▼
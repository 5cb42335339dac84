use std::collections::BTreeMap;

use chrono::NaiveDateTime;

use crate::model::{
    CategoryTotals, MatchMethod, MatchedConsumption, MaterialCategory, MaterialLine, MaterialSummary,
};

// ---------------------------------------------------------------------------
// Tally
// ---------------------------------------------------------------------------

/// Running totals over a group of material lines.
///
/// Missing quantities and amounts are skipped, not treated as zero rows:
/// the line still counts toward `count`.
#[derive(Debug, Clone, Default)]
pub struct LineTally {
    count: usize,
    qty_abs: f64,
    confirmed_qty: f64,
    cost: f64,
    first_date: Option<NaiveDateTime>,
    last_date: Option<NaiveDateTime>,
    /// (station, occurrences) in first-seen order.
    stations: Vec<(String, usize)>,
    categories: CategoryTotals,
}

impl LineTally {
    pub fn new() -> Self {
        Self::default()
    }

    pub fn push(&mut self, line: &MaterialLine) {
        self.count += 1;
        if let Some(q) = line.qty {
            self.qty_abs += q.abs();
        }
        if let Some(q) = line.confirmed_qty {
            self.confirmed_qty += q;
        }
        let amount = line.amount.unwrap_or(0.0);
        self.cost += amount;

        if let Some(d) = line.date {
            if self.first_date.map_or(true, |f| d < f) {
                self.first_date = Some(d);
            }
            if self.last_date.map_or(true, |l| d > l) {
                self.last_date = Some(d);
            }
        }

        if let Some(station) = line.station.as_deref() {
            match self.stations.iter_mut().find(|(s, _)| s == station) {
                Some((_, n)) => *n += 1,
                None => self.stations.push((station.to_string(), 1)),
            }
        }

        match line.category {
            Some(MaterialCategory::Consumable) => {
                self.categories.consumable_parts_count += 1;
                self.categories.consumable_cost += amount;
            }
            Some(MaterialCategory::Rotable) => {
                self.categories.rotable_parts_count += 1;
                self.categories.rotable_cost += amount;
            }
            None => {}
        }
    }

    pub fn count(&self) -> usize {
        self.count
    }

    /// Statistical mode of the station column; the earliest-seen value wins ties.
    pub fn dominant_station(&self) -> Option<&str> {
        let mut best: Option<(&str, usize)> = None;
        for (station, n) in &self.stations {
            if best.map_or(true, |(_, b)| *n > b) {
                best = Some((station, *n));
            }
        }
        best.map(|(s, _)| s)
    }

    fn avg(&self) -> f64 {
        if self.count == 0 {
            0.0
        } else {
            self.cost / self.count as f64
        }
    }

    pub fn into_summary(self, wpno_i: String) -> MaterialSummary {
        MaterialSummary {
            avg_unit_cost: self.avg(),
            wpno_i,
            part_count: self.count,
            total_quantity: self.qty_abs,
            total_confirmed_quantity: self.confirmed_qty,
            total_cost: self.cost,
        }
    }

    pub fn into_matched(self, wpno_i: String, matched_by: MatchMethod) -> MatchedConsumption {
        MatchedConsumption {
            avg_price: self.avg(),
            station: self.dominant_station().map(String::from),
            wpno_i,
            parts_count: self.count,
            qty: self.qty_abs,
            cost: self.cost,
            start_date: self.first_date,
            end_date: self.last_date,
            matched_by,
            categories: self.categories,
        }
    }
}

// ---------------------------------------------------------------------------
// Grouping
// ---------------------------------------------------------------------------

/// Tally lines by work package key. Lines without a key are skipped.
pub fn tally_by_work_package<'a, I>(lines: I) -> BTreeMap<String, LineTally>
where
    I: IntoIterator<Item = &'a MaterialLine>,
{
    let mut groups: BTreeMap<String, LineTally> = BTreeMap::new();
    for line in lines {
        let Some(key) = line.work_package_key() else {
            continue;
        };
        groups.entry(key.to_string()).or_default().push(line);
    }
    groups
}

/// One summary row per distinct work package key, ordered by key.
pub fn aggregate_by_work_package(lines: &[MaterialLine]) -> Vec<MaterialSummary> {
    tally_by_work_package(lines)
        .into_iter()
        .map(|(key, tally)| tally.into_summary(key))
        .collect()
}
▲
**What is needed:**
Print all of the records, leaving each one exactly as it appears above.

**Answer space:**
repository 5cb42335339dac84
use std::collections::BTreeMap;

use chrono::NaiveDateTime;

use crate::model::{
    CategoryTotals, MatchMethod, MatchedConsumption, MaterialCategory, MaterialLine, MaterialSummary,
};

// ---------------------------------------------------------------------------
// Tally
// ---------------------------------------------------------------------------

/// Running totals over a group of material lines.
///
/// Missing quantities and amounts are skipped, not treated as zero rows:
/// the line still counts toward `count`.
#[derive(Debug, Clone, Default)]
pub struct LineTally {
    count: usize,
    qty_abs: f64,
    confirmed_qty: f64,
    cost: f64,
    first_date: Option<NaiveDateTime>,
    last_date: Option<NaiveDateTime>,
    /// (station, occurrences) in first-seen order.
    stations: Vec<(String, usize)>,
    categories: CategoryTotals,
}

impl LineTally {
    pub fn new() -> Self {
        Self::default()
    }

    pub fn push(&mut self, line: &MaterialLine) {
        self.count += 1;
        if let Some(q) = line.qty {
            self.qty_abs += q.abs();
        }
        if let Some(q) = line.confirmed_qty {
            self.confirmed_qty += q;
        }
        let amount = line.amount.unwrap_or(0.0);
        self.cost += amount;

        if let Some(d) = line.date {
            if self.first_date.map_or(true, |f| d < f) {
                self.first_date = Some(d);
            }
            if self.last_date.map_or(true, |l| d > l) {
                self.last_date = Some(d);
            }
        }

        if let Some(station) = line.station.as_deref() {
            match self.stations.iter_mut().find(|(s, _)| s == station) {
                Some((_, n)) => *n += 1,
                None => self.stations.push((station.to_string(), 1)),
            }
        }

        match line.category {
            Some(MaterialCategory::Consumable) => {
                self.categories.consumable_parts_count += 1;
                self.categories.consumable_cost += amount;
            }
            Some(MaterialCategory::Rotable) => {
                self.categories.rotable_parts_count += 1;
                self.categories.rotable_cost += amount;
            }
            None => {}
        }
    }

    pub fn count(&self) -> usize {
        self.count
    }

    /// Statistical mode of the station column; the earliest-seen value wins ties.
    pub fn dominant_station(&self) -> Option<&str> {
        let mut best: Option<(&str, usize)> = None;
        for (station, n) in &self.stations {
            if best.map_or(true, |(_, b)| *n > b) {
                best = Some((station, *n));
            }
        }
        best.map(|(s, _)| s)
    }

    fn avg(&self) -> f64 {
        if self.count == 0 {
            0.0
        } else {
            self.cost / self.count as f64
        }
    }

    pub fn into_summary(self, wpno_i: String) -> MaterialSummary {
        MaterialSummary {
            avg_unit_cost: self.avg(),
            wpno_i,
            part_count: self.count,
            total_quantity: self.qty_abs,
            total_confirmed_quantity: self.confirmed_qty,
            total_cost: self.cost,
        }
    }

    pub fn into_matched(self, wpno_i: String, matched_by: MatchMethod) -> MatchedConsumption {
        MatchedConsumption {
            avg_price: self.avg(),
            station: self.dominant_station().map(String::from),
            wpno_i,
            parts_count: self.count,
            qty: self.qty_abs,
            cost: self.cost,
            start_date: self.first_date,
            end_date: self.last_date,
            matched_by,
            categories: self.categories,
        }
    }
}

// ---------------------------------------------------------------------------
// Grouping
// ---------------------------------------------------------------------------

/// Tally lines by work package key. Lines without a key are skipped.
pub fn tally_by_work_package<'a, I>(lines: I) -> BTreeMap<String, LineTally>
where
    I: IntoIterator<Item = &'a MaterialLine>,
{
    let mut groups: BTreeMap<String, LineTally> = BTreeMap::new();
    for line in lines {
        let Some(key) = line.work_package_key() else {
            continue;
        };
        groups.entry(key.to_string()).or_default().push(line);
    }
    groups
}

/// One summary row per distinct work package key, ordered by key.
pub fn aggregate_by_work_package(lines: &[MaterialLine]) -> Vec<MaterialSummary> {
    tally_by_work_package(lines)
        .into_iter()
        .map(|(key, tally)| tally.into_summary(key))
        .collect()
}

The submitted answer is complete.